Show every line below where "double" appears.

◆ ◆ ◆ ◆ ◆

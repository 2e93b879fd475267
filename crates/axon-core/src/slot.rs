//! Member slot adapters.
//!
//! A member slot wraps a callable together with its owner's affinity record
//! so that calling it *directly* (not through a signal) still runs the
//! body on the owner's thread. A call from a foreign thread is marshalled
//! to the owner's scheduler and the caller observes the return value, or
//! the slot's panic, as if the call had been local.
//!
//! Dispatch made by [`Signal::emit`](crate::Signal::emit) has already
//! chosen the thread each slot runs on, so an adapter invoked inside an
//! emission skips its own marshalling (see [`crate::emission`]).
//!
//! # Example
//!
//! ```
//! use axon_core::{MemberSlot, SignalBase};
//!
//! # #[tokio::main(flavor = "current_thread")]
//! # async fn main() -> axon_core::Result<()> {
//! let base = SignalBase::new()?;
//! let double = MemberSlot::new(&base, |value: i32| value * 2);
//!
//! // On the owner thread this is a plain call; from any other thread the
//! // body would run on this scheduler and the caller would block for the
//! // result.
//! assert_eq!(double.call(21)?, 42);
//! # Ok(())
//! # }
//! ```

use std::future::Future;
use std::panic::{self, AssertUnwindSafe};
use std::pin::Pin;
use std::sync::Arc;
use std::thread;

use crate::affinity::{Affinity, AffinityCell, SignalAware};
use crate::emission::in_emission;
use crate::error::{AxonError, Result};

type BoxCallFuture<Out> = Pin<Box<dyn Future<Output = Out> + Send>>;

/// A synchronous callable bound to an owner's scheduler.
///
/// Cloning shares the underlying callable and owner record; clones compare
/// equal for disconnect matching.
pub struct MemberSlot<Args, Out> {
    owner: AffinityCell,
    func: Arc<dyn Fn(Args) -> Out + Send + Sync>,
}

impl<Args, Out> Clone for MemberSlot<Args, Out> {
    fn clone(&self) -> Self {
        Self {
            owner: self.owner.clone(),
            func: self.func.clone(),
        }
    }
}

impl<Args, Out> MemberSlot<Args, Out>
where
    Args: Send + 'static,
    Out: Send + 'static,
{
    /// Wrap `func` as a slot owned by `owner`.
    pub fn new<F>(owner: &dyn SignalAware, func: F) -> Self
    where
        F: Fn(Args) -> Out + Send + Sync + 'static,
    {
        Self {
            owner: owner.affinity().clone(),
            func: Arc::new(func),
        }
    }

    /// Wrap `func` with no owner yet.
    ///
    /// The affinity record is initialized lazily from the thread and
    /// scheduler of the first call.
    pub fn detached<F>(func: F) -> Self
    where
        F: Fn(Args) -> Out + Send + Sync + 'static,
    {
        Self {
            owner: AffinityCell::unset(),
            func: Arc::new(func),
        }
    }

    pub(crate) fn owner_cell(&self) -> &AffinityCell {
        &self.owner
    }

    /// Identity of the wrapped callable, stable across clones.
    pub(crate) fn identity(&self) -> usize {
        Arc::as_ptr(&self.func) as *const () as usize
    }

    fn ensure_affinity(&self) -> Result<Affinity> {
        if let Some(affinity) = self.owner.get() {
            return Ok(affinity);
        }
        Ok(self.owner.set_if_unset(Affinity::capture()?))
    }

    /// Invoke the slot, marshalling to the owner's thread when necessary.
    ///
    /// Inside an emission, or on the owner's own thread, this is a plain
    /// call. From a foreign thread the body is posted to the owner's
    /// scheduler and the caller blocks until it completes; the return value
    /// comes back and a panic in the body resumes on the calling thread.
    ///
    /// Fails with [`AxonError::NoLoop`] when the owner's scheduler is
    /// unavailable, or when the record is unset and no scheduler runs on
    /// the calling thread to initialize it from.
    pub fn call(&self, args: Args) -> Result<Out> {
        let owner = self.ensure_affinity()?;

        if in_emission() || thread::current().id() == owner.thread() {
            return Ok((self.func)(args));
        }

        let event_loop = owner.event_loop();
        if !event_loop.is_running() {
            return Err(AxonError::NoLoop);
        }

        tracing::trace!(
            target: "axon_core::slot",
            owner_thread = ?owner.thread(),
            "marshalling direct call to owner thread"
        );

        let (reply_tx, reply_rx) = crossbeam_channel::bounded(1);
        let func = self.func.clone();
        event_loop.post(move || {
            let outcome = panic::catch_unwind(AssertUnwindSafe(|| func(args)));
            let _ = reply_tx.send(outcome);
        });

        match reply_rx.recv() {
            Ok(Ok(value)) => Ok(value),
            Ok(Err(payload)) => panic::resume_unwind(payload),
            // The scheduler dropped the closure without running it.
            Err(_) => Err(AxonError::NoLoop),
        }
    }
}

/// A suspending callable bound to an owner's scheduler.
///
/// The asynchronous counterpart of [`MemberSlot`]: a call from a foreign
/// thread spawns the body as a task on the owner's scheduler and the
/// caller's own loop awaits its completion.
pub struct AsyncMemberSlot<Args, Out> {
    owner: AffinityCell,
    func: Arc<dyn Fn(Args) -> BoxCallFuture<Out> + Send + Sync>,
}

impl<Args, Out> Clone for AsyncMemberSlot<Args, Out> {
    fn clone(&self) -> Self {
        Self {
            owner: self.owner.clone(),
            func: self.func.clone(),
        }
    }
}

impl<Args, Out> AsyncMemberSlot<Args, Out>
where
    Args: Send + 'static,
    Out: Send + 'static,
{
    /// Wrap the suspending `func` as a slot owned by `owner`.
    pub fn new<F, Fut>(owner: &dyn SignalAware, func: F) -> Self
    where
        F: Fn(Args) -> Fut + Send + Sync + 'static,
        Fut: Future<Output = Out> + Send + 'static,
    {
        Self {
            owner: owner.affinity().clone(),
            func: Arc::new(move |args| Box::pin(func(args)) as BoxCallFuture<Out>),
        }
    }

    /// Wrap the suspending `func` with no owner yet; see
    /// [`MemberSlot::detached`].
    pub fn detached<F, Fut>(func: F) -> Self
    where
        F: Fn(Args) -> Fut + Send + Sync + 'static,
        Fut: Future<Output = Out> + Send + 'static,
    {
        Self {
            owner: AffinityCell::unset(),
            func: Arc::new(move |args| Box::pin(func(args)) as BoxCallFuture<Out>),
        }
    }

    pub(crate) fn owner_cell(&self) -> &AffinityCell {
        &self.owner
    }

    pub(crate) fn identity(&self) -> usize {
        Arc::as_ptr(&self.func) as *const () as usize
    }

    fn ensure_affinity(&self) -> Result<Affinity> {
        if let Some(affinity) = self.owner.get() {
            return Ok(affinity);
        }
        Ok(self.owner.set_if_unset(Affinity::capture()?))
    }

    /// Invoke the slot, marshalling to the owner's scheduler when necessary.
    ///
    /// Inside an emission, or on the owner's own thread, the body runs in
    /// place. From a foreign thread the body is spawned on the owner's
    /// scheduler and awaited from here; the result comes back and a panic
    /// in the body resumes in the caller.
    pub async fn call(&self, args: Args) -> Result<Out> {
        let owner = self.ensure_affinity()?;

        if in_emission() || thread::current().id() == owner.thread() {
            return Ok((self.func)(args).await);
        }

        let event_loop = owner.event_loop().clone();
        if !event_loop.is_running() {
            return Err(AxonError::NoLoop);
        }

        tracing::trace!(
            target: "axon_core::slot",
            owner_thread = ?owner.thread(),
            "marshalling suspending call to owner scheduler"
        );

        let task = event_loop.spawn((self.func)(args));
        match task.await {
            Ok(value) => Ok(value),
            Err(err) if err.is_panic() => panic::resume_unwind(err.into_panic()),
            // The owner scheduler shut down before the task ran.
            Err(_) => Err(AxonError::NoLoop),
        }
    }
}

static_assertions::assert_impl_all!(MemberSlot<i32, ()>: Send, Sync);
static_assertions::assert_impl_all!(AsyncMemberSlot<i32, ()>: Send, Sync);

◆ ◆ ◆ ◆ ◆

THE COMPLETED TASK:
//! let double = MemberSlot::new(&base, |value: i32| value * 2);
//! assert_eq!(double.call(21)?, 42);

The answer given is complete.